━━ THE DATA ━━

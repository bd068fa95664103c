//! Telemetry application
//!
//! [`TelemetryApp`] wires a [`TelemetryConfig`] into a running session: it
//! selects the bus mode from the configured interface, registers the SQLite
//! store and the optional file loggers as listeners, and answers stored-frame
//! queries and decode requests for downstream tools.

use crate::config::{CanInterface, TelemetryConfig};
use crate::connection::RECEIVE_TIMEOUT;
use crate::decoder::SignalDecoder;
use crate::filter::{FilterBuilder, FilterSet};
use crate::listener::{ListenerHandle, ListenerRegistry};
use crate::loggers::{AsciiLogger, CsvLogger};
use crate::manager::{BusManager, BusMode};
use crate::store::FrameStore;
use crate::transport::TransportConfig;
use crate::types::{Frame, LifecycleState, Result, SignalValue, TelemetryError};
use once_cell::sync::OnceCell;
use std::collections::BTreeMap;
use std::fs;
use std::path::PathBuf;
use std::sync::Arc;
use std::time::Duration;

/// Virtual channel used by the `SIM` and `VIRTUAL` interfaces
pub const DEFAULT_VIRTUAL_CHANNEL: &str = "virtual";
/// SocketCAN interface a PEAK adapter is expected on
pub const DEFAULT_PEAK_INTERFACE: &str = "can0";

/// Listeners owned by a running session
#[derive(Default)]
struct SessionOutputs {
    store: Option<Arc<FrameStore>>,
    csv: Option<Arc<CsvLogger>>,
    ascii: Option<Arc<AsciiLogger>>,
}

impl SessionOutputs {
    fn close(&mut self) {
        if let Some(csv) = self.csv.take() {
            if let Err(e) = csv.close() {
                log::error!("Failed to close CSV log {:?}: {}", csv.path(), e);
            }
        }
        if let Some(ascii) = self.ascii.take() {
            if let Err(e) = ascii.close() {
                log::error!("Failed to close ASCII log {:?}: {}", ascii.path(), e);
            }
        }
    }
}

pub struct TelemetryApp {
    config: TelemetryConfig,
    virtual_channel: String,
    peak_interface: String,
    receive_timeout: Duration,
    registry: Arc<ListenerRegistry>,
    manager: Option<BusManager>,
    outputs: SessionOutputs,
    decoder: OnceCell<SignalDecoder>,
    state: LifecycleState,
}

━━━

Going down from the first line of the entries above, restate each line word for word until the line holding "use std::sync::Arc;" is done.

repository bd068fa95664103c
//! Telemetry application
//!
//! [`TelemetryApp`] wires a [`TelemetryConfig`] into a running session: it
//! selects the bus mode from the configured interface, registers the SQLite
//! store and the optional file loggers as listeners, and answers stored-frame
//! queries and decode requests for downstream tools.

use crate::config::{CanInterface, TelemetryConfig};
use crate::connection::RECEIVE_TIMEOUT;
use crate::decoder::SignalDecoder;
use crate::filter::{FilterBuilder, FilterSet};
use crate::listener::{ListenerHandle, ListenerRegistry};
use crate::loggers::{AsciiLogger, CsvLogger};
use crate::manager::{BusManager, BusMode};
use crate::store::FrameStore;
use crate::transport::TransportConfig;
use crate::types::{Frame, LifecycleState, Result, SignalValue, TelemetryError};
use once_cell::sync::OnceCell;
use std::collections::BTreeMap;
use std::fs;
use std::path::PathBuf;
use std::sync::Arc;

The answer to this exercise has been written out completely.